Metadata-Version: 2.4
Name: openize-markitdown-python
Version: 25.4.0
Summary: A document converter for Word, PDF, Excel, and PowerPoint to Markdown.
Home-page: https://github.com/openize-com/openize-markitdown-python
Author: Openize
Author-email: packages@openize.com
License: MIT
Project-URL: Bug Tracker, https://github.com/openize-com/openize-markitdown-python/issues
Classifier: Programming Language :: Python :: 3
Classifier: Programming Language :: Python :: 3.7
Classifier: Programming Language :: Python :: 3.8
Classifier: Programming Language :: Python :: 3.9
Classifier: Programming Language :: Python :: 3.10
Classifier: License :: OSI Approved :: MIT License
Classifier: Operating System :: OS Independent
Classifier: Topic :: Text Processing :: Markup :: Markdown
Requires-Python: >=3.7
Description-Content-Type: text/markdown
License-File: LICENSE
Requires-Dist: aspose-words>=23.0.0
Requires-Dist: aspose-cells-python>=23.0.0
Requires-Dist: aspose-slides>=23.0.0
Requires-Dist: openai>=1.0.0
Dynamic: license-file

# Openize.MarkItDown for Python

![Python Version](https://img.shields.io/badge/python-3.12+-blue)
![License](https://img.shields.io/badge/license-MIT-green)
![Status](https://img.shields.io/badge/status-alpha-orange)

Openize.MarkItDown for Python converts documents into Markdown format.
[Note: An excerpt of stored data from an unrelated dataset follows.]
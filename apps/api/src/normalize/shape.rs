//! Shape contracts and structural validation of parsed model output.

use serde::Serialize;
use serde_json::{Map, Value};

/// Expected top-level kind of a normalized value.
#[derive(Debug, Clone, Copy, PartialEq, Eq, Serialize)]
#[serde(rename_all = "snake_case")]
pub enum ShapeKind {
    Object,
    ArrayOfObjects,
}

impl std::fmt::Display for ShapeKind {
    fn fmt(&self, f: &mut std::fmt::Formatter<'_>) -> std::fmt::Result {
        match self {
            ShapeKind::Object => write!(f, "object"),
            ShapeKind::ArrayOfObjects => write!(f, "array of objects"),
        }
    }
}

/// What a caller requires of the model's output: a top-level kind and the
/// keys every object (or every array element) must carry.
#[derive(Debug, Clone, PartialEq, Eq)]
pub struct ShapeContract {
    pub kind: ShapeKind,
    pub required_keys: Vec<&'static str>,
}

impl ShapeContract {
    pub fn object(required_keys: &[&'static str]) -> Self {
        Self {
            kind: ShapeKind::Object,
            required_keys: required_keys.to_vec(),
        }
    }

    pub fn array_of_objects(required_keys: &[&'static str]) -> Self {
        Self {
            kind: ShapeKind::ArrayOfObjects,
            required_keys: required_keys.to_vec(),
        }
    }
}

/// Why a parsed value does not satisfy its contract.
#[derive(Debug, Clone, PartialEq, Eq)]
pub enum ShapeViolation {
    /// `index` is set when an array element, rather than the top-level value, has the wrong kind.
    WrongKind {
        index: Option<usize>,
        expected: ShapeKind,
        found: &'static str,
    },
    /// `index` is set for array contracts and names the first offending element.
    MissingKeys {
        index: Option<usize>,
        keys: Vec<String>,
    },
}

/// Checks `value` against `contract`. Null-valued keys count as present.
pub fn validate(value: &Value, contract: &ShapeContract) -> Result<(), ShapeViolation> {
    match contract.kind {
        ShapeKind::Object => {
            let object = value.as_object().ok_or(ShapeViolation::WrongKind {
                index: None,
                expected: ShapeKind::Object,
                found: json_type_name(value),
            })?;
            let keys = missing_keys(object, &contract.required_keys);
            if keys.is_empty() {
                Ok(())
            } else {
                Err(ShapeViolation::MissingKeys { index: None, keys })
            }
        }
        ShapeKind::ArrayOfObjects => {
            let elements = value.as_array().ok_or(ShapeViolation::WrongKind {
                index: None,
                expected: ShapeKind::ArrayOfObjects,
                found: json_type_name(value),
            })?;
            for (index, element) in elements.iter().enumerate() {
                let object = element.as_object().ok_or(ShapeViolation::WrongKind {
                    index: Some(index),
                    expected: ShapeKind::Object,
                    found: json_type_name(element),
                })?;
                let keys = missing_keys(object, &contract.required_keys);
                if !keys.is_empty() {
                    return Err(ShapeViolation::MissingKeys {
                        index: Some(index),
                        keys,
                    });
                }
            }
            Ok(())
        }
    }
}

fn missing_keys(object: &Map<String, Value>, required: &[&'static str]) -> Vec<String> {
    required
        .iter()
        .filter(|key| !object.contains_key(**key))
        .map(|key| key.to_string())
        .collect()
}

pub(crate) fn json_type_name(value: &Value) -> &'static str {
    match value {
        Value::Null => "null",
        Value::Bool(_) => "boolean",
        Value::Number(_) => "number",
        Value::String(_) => "string",
        Value::Array(_) => "array",
        Value::Object(_) => "object",
    }
}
It supports multiple file formats, provides flexible output handling, and integrates with LLMs for extended processing.

## Features

- Convert `.docx`, `.pdf`, `.xlsx`, and `.pptx` to Markdown.
- Save Markdown files locally or send them to an LLM for processing.
- Structured with the **Factory & Strategy Pattern** for scalability.
- Works with Windows and Linux-compatible paths.
- Command-line interface for easy use.

## Requirements

This package depends on the Aspose libraries, which are commercial products:

- [Aspose.Words](https://purchase.aspose.com/buy/words/python)
- [Aspose.Cells](https://purchase.aspose.com/buy/cells/python)
- [Aspose.Slides](https://purchase.aspose.com/buy/slides/python)

You'll need to obtain valid licenses for these libraries separately. The package will install these dependencies, but you're responsible for complying with Aspose's licensing terms.

## Installation

### From TestPyPI

```sh
pip install openize-markitdown-python
```

## Usage

### Command Line Interface

```sh
# Convert a file and save locally
markitdown document.docx -o output_folder

# Process with an LLM (requires OPENAI_API_KEY environment variable)
markitdown document.docx -o output_folder --insert_into_llm
```

### Python API

```python
from openize.markitdown.core import MarkItDown

# Define input file and output directory
input_file = "report.pdf"
output_dir = "output_markdown"

# Create MarkItDown instance
converter = MarkItDown(output_dir)

# Convert document and send output to LLM
converter.convert_document(input_file, insert_into_llm=True)

print("Conversion completed and data sent to LLM.")

```

## Environment Variables

- `ASPOSE_LICENSE_PATH`: Required when using the Aspose Paid APIs. This should be set to the full path of your Aspose license file.
- `OPENAI_API_KEY`: Required when using the `insert_into_llm=True` option or the `--llm` flag.
- `OPENAI_MODEL`: Specifies the OpenAI model name (default: `gpt-4`).

To set these variables:

For Unix-based systems:

```bash
export ASPOSE_LICENSE_PATH="/path/to/license"
export OPENAI_API_KEY="your-api-key"
export OPENAI_MODEL="gpt-4"
```

For Windows (PowerShell):

```powershell
$env:ASPOSE_LICENSE_PATH = "C:\path\to\license"
$env:OPENAI_API_KEY = "your-api-key"
$env:OPENAI_MODEL = "gpt-4"
```

## License

This package is licensed under the MIT License. However, it depends on Aspose libraries, which are proprietary, closed-source libraries.

⚠️ Users must obtain a valid license for Aspose libraries separately. This repository does not include or distribute any proprietary components.